**What this task involves:**
Report every line in the listing that contains the string "usize".

**Data in this exercise:**
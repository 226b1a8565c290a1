use super::{GateKind, GateOutcome};
use serde::{Deserialize, Serialize};
use tracing::info;

const WEIGHT_SUM_TOLERANCE: f64 = 1e-9;

/// Fixed coefficients of the rigor score. They must be non-negative and sum to one.
#[derive(Debug, Clone, Copy, PartialEq, Serialize, Deserialize)]
#[serde(default, rename_all = "kebab-case", deny_unknown_fields)]
pub struct RigorWeights {
    pub quality: f64,
    pub physics: f64,
    pub reality: f64,
    pub falsification: f64,
}

impl Default for RigorWeights {
    fn default() -> Self {
        Self {
            quality: 0.2,
            physics: 0.3,
            reality: 0.2,
            falsification: 0.3,
        }
    }
}

impl RigorWeights {
    pub fn get(&self, gate: GateKind) -> f64 {
        match gate {
            GateKind::Quality => self.quality,
            GateKind::Physics => self.physics,
            GateKind::Reality => self.reality,
            GateKind::Falsification => self.falsification,
        }
    }

    pub fn validate(&self) -> Result<(), String> {
        for gate in GateKind::ALL {
            let w = self.get(gate);
            if !w.is_finite() || w < 0.0 {
                return Err(format!("{gate} weight {w} must be non-negative and finite"));
            }
        }
        let sum = self.quality + self.physics + self.reality + self.falsification;
        if (sum - 1.0).abs() > WEIGHT_SUM_TOLERANCE {
            return Err(format!("rigor weights sum to {sum}, expected 1"));
        }
        Ok(())
    }
}

#[derive(Debug, Clone, PartialEq, Serialize, Deserialize)]
pub struct ValidationVerdict {
    pub quality: GateOutcome,
    pub physics: GateOutcome,
    pub reality: GateOutcome,
    pub falsification: GateOutcome,
    pub rigor_score: f64,
    pub rigor_threshold: f64,
    pub accepted: bool,
}

impl ValidationVerdict {
    pub fn new(
        quality: GateOutcome,
        physics: GateOutcome,
        reality: GateOutcome,
        falsification: GateOutcome,
        weights: &RigorWeights,
        rigor_threshold: f64,
    ) -> Self {
        let rigor_score = weights.quality * quality.score
            + weights.physics * physics.score
            + weights.reality * reality.score
            + weights.falsification * falsification.score;
        let mut verdict = Self {
            quality,
            physics,
            reality,
            falsification,
            rigor_score: rigor_score.clamp(0.0, 1.0),
            rigor_threshold,
            accepted: false,
        };
        verdict.accepted = verdict.all_gates_passed() && verdict.rigor_score > rigor_threshold;
        info!(
            rigor_score = verdict.rigor_score,
            rigor_threshold,
            accepted = verdict.accepted,
            "Validation verdict reached."
        );
        verdict
    }

    pub fn gates(&self) -> [&GateOutcome; 4] {
        [
            &self.quality,
            &self.physics,
            &self.reality,
            &self.falsification,
        ]
    }

    pub fn gate(&self, kind: GateKind) -> &GateOutcome {
        match kind {
            GateKind::Quality => &self.quality,
            GateKind::Physics => &self.physics,
            GateKind::Reality => &self.reality,
            GateKind::Falsification => &self.falsification,
        }
    }

    pub fn all_gates_passed(&self) -> bool {
        self.gates().iter().all(|g| g.passed)
    }

    pub fn failed_gates(&self) -> Vec<GateKind> {
        self.gates()
            .iter()
            .filter(|g| !g.passed)
            .map(|g| g.gate)
            .collect()
    }

    /// Whether the score alone fell short, with every gate passing.
    pub fn below_threshold(&self) -> bool {
        self.all_gates_passed() && !self.accepted
    }
}
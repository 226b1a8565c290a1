//! The closed family of constraint operators applied during evolution.
//!
//! Each operator transforms one node's amplitude vector given the node's local graph context.
//! They are dispatched through a single `match`; callers renormalize afterwards.

use super::error::EngineError;
use super::graph::{Amplitudes, ResidueNode, StateGraph};
use crate::core::models::conformation::{SecondaryStructure, SecondaryStructureFractions};
use num_complex::Complex64;
use serde::{Deserialize, Serialize};

const COMPOSITION_EPSILON: f64 = 1e-3;

/// Energy-conserving phase rotation `a_k <- a_k * exp(-i * w * E_k / RT)`.
#[derive(Debug, Clone, Copy, PartialEq, Serialize, Deserialize)]
pub struct EnergyBias {
    pub weight: f64,
}

/// Affine mix toward the Boltzmann amplitude, keeping each component's phase.
#[derive(Debug, Clone, Copy, PartialEq, Serialize, Deserialize)]
pub struct EquilibriumBias {
    pub weight: f64,
}

/// Edge-weighted averaging with graph neighbours.
#[derive(Debug, Clone, Copy, PartialEq, Serialize, Deserialize)]
pub struct StabilityBias {
    pub weight: f64,
}

/// Diagonal rescaling of helix, sheet and coil bins toward an experimental composition.
#[derive(Debug, Clone, Copy, PartialEq, Serialize, Deserialize)]
pub struct ExperimentalBias {
    pub weight: f64,
}

#[derive(Debug, Clone, Copy, PartialEq, Serialize, Deserialize)]
#[serde(tag = "kind", rename_all = "kebab-case")]
pub enum ConstraintOperator {
    EnergyBias(EnergyBias),
    EquilibriumBias(EquilibriumBias),
    StabilityBias(StabilityBias),
    ExperimentalBias(ExperimentalBias),
}

/// Read-only inputs shared by every operator application within one step.
#[derive(Debug, Clone, Copy)]
pub struct OperatorContext<'a> {
    pub graph: &'a StateGraph,
    /// Amplitudes of every node before the current operator was applied.
    pub snapshot: &'a [Amplitudes],
    pub thermal_energy: f64,
    pub target: SecondaryStructureFractions,
}

impl ConstraintOperator {
    pub fn name(&self) -> &'static str {
        match self {
            ConstraintOperator::EnergyBias(_) => "energy-bias",
            ConstraintOperator::EquilibriumBias(_) => "equilibrium-bias",
            ConstraintOperator::StabilityBias(_) => "stability-bias",
            ConstraintOperator::ExperimentalBias(_) => "experimental-bias",
        }
    }

    pub fn weight(&self) -> f64 {
        match self {
            ConstraintOperator::EnergyBias(p) => p.weight,
            ConstraintOperator::EquilibriumBias(p) => p.weight,
            ConstraintOperator::StabilityBias(p) => p.weight,
            ConstraintOperator::ExperimentalBias(p) => p.weight,
        }
    }

    pub fn validate(&self) -> Result<(), EngineError> {
        let weight = self.weight();
        let reason = if !weight.is_finite() {
            Some(format!("weight {weight} is not finite"))
        } else {
            match self {
                ConstraintOperator::EnergyBias(_) if weight < 0.0 => {
                    Some(format!("weight {weight} must be non-negative"))
                }
                ConstraintOperator::EquilibriumBias(_)
                | ConstraintOperator::StabilityBias(_)
                | ConstraintOperator::ExperimentalBias(_)
                    if !(0.0..=1.0).contains(&weight) =>
                {
                    Some(format!("weight {weight} must lie in [0, 1]"))
                }
                _ => None,
            }
        };
        match reason {
            Some(reason) => Err(EngineError::OperatorConfig {
                operator: self.name(),
                reason,
            }),
            None => Ok(()),
        }
    }

    /// Applies the operator to node `index`, returning the unnormalized result.
    pub fn apply(&self, index: usize, ctx: &OperatorContext) -> Amplitudes {
        let node = &ctx.graph.nodes()[index];
        let current = &ctx.snapshot[index];
        match self {
            ConstraintOperator::EnergyBias(p) => {
                energy_bias(current, node, p.weight, ctx.thermal_energy)
            }
            ConstraintOperator::EquilibriumBias(p) => equilibrium_bias(current, node, p.weight),
            ConstraintOperator::StabilityBias(p) => stability_bias(index, current, p.weight, ctx),
            ConstraintOperator::ExperimentalBias(p) => experimental_bias(
                current,
                ctx.graph.basis_classes(),
                &ctx.target,
                p.weight,
            ),
        }
    }
}

fn energy_bias(current: &Amplitudes, node: &ResidueNode, weight: f64, thermal: f64) -> Amplitudes {
    Amplitudes::from_iterator(
        current.len(),
        current
            .iter()
            .zip(&node.basis_energies)
            .map(|(&a, &e)| a * Complex64::from_polar(1.0, -weight * e / thermal)),
    )
}

fn equilibrium_bias(current: &Amplitudes, node: &ResidueNode, weight: f64) -> Amplitudes {
    Amplitudes::from_iterator(
        current.len(),
        current.iter().zip(&node.equilibrium).map(|(&a, &eq)| {
            let magnitude = a.norm();
            let phase = if magnitude > 0.0 {
                a / magnitude
            } else {
                Complex64::new(1.0, 0.0)
            };
            a * (1.0 - weight) + phase * (weight * eq)
        }),
    )
}

fn stability_bias(index: usize, current: &Amplitudes, weight: f64, ctx: &OperatorContext) -> Amplitudes {
    let neighbors = ctx.graph.neighbors(index);
    let total_weight: f64 = neighbors.iter().map(|&(_, w)| w).sum();
    if neighbors.is_empty() || total_weight <= 0.0 {
        return current.clone();
    }
    let mut mean_field = Amplitudes::zeros(current.len());
    for &(j, w) in neighbors {
        mean_field.axpy(Complex64::new(w / total_weight, 0.0), &ctx.snapshot[j], Complex64::new(1.0, 0.0));
    }
    current * Complex64::new(1.0 - weight, 0.0) + mean_field * Complex64::new(weight, 0.0)
}

fn experimental_bias(
    current: &Amplitudes,
    classes: &[SecondaryStructure],
    target: &SecondaryStructureFractions,
    weight: f64,
) -> Amplitudes {
    let mut observed = [0.0; 3];
    for (a, class) in current.iter().zip(classes) {
        observed[class.index()] += a.norm_sqr();
    }
    let scale = SecondaryStructure::ALL.map(|class| {
        let t = target.get(class);
        let p = observed[class.index()];
        ((t + COMPOSITION_EPSILON) / (p + COMPOSITION_EPSILON)).powf(0.5 * weight)
    });
    Amplitudes::from_iterator(
        current.len(),
        current
            .iter()
            .zip(classes)
            .map(|(&a, class)| a * scale[class.index()]),
    )
}
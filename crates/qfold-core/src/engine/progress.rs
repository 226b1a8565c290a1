/// Events emitted while an attempt or a batch runs. Phases nest tasks; a task counts steps.
#[derive(Debug, Clone)]
pub enum Progress {
    PhaseStart { name: &'static str },
    PhaseFinish,

    TaskStart { total_steps: u64 },
    TaskIncrement,
    TaskFinish,

    StatusUpdate { text: String },
    Message(String),
}

pub type ProgressCallback<'a> = Box<dyn Fn(Progress) + Send + Sync + 'a>;

/// Forwards [`Progress`] events to an optional callback. Without one, reporting is a no-op.
#[derive(Default)]
pub struct ProgressReporter<'a> {
    callback: Option<ProgressCallback<'a>>,
}

impl<'a> ProgressReporter<'a> {
    pub fn new() -> Self {
        Self::default()
    }

    pub fn with_callback(callback: ProgressCallback<'a>) -> Self {
        Self {
            callback: Some(callback),
        }
    }

    #[inline]
    pub fn is_silent(&self) -> bool {
        self.callback.is_none()
    }

    #[inline]
    pub fn report(&self, event: Progress) {
        if let Some(cb) = &self.callback {
            cb(event);
        }
    }

    /// Runs `work` between a `PhaseStart` and a `PhaseFinish`, whatever `work` returns.
    pub fn phase<T>(&self, name: &'static str, work: impl FnOnce() -> T) -> T {
        self.report(Progress::PhaseStart { name });
        let result = work();
        self.report(Progress::PhaseFinish);
        result
    }

    /// Formats the status line lazily so silent reporters pay nothing.
    pub fn status(&self, text: impl FnOnce() -> String) {
        if !self.is_silent() {
            self.report(Progress::StatusUpdate { text: text() });
        }
    }
}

**Task output:**
    pub fn apply(&self, index: usize, ctx: &OperatorContext) -> Amplitudes {
fn stability_bias(index: usize, current: &Amplitudes, weight: f64, ctx: &OperatorContext) -> Amplitudes {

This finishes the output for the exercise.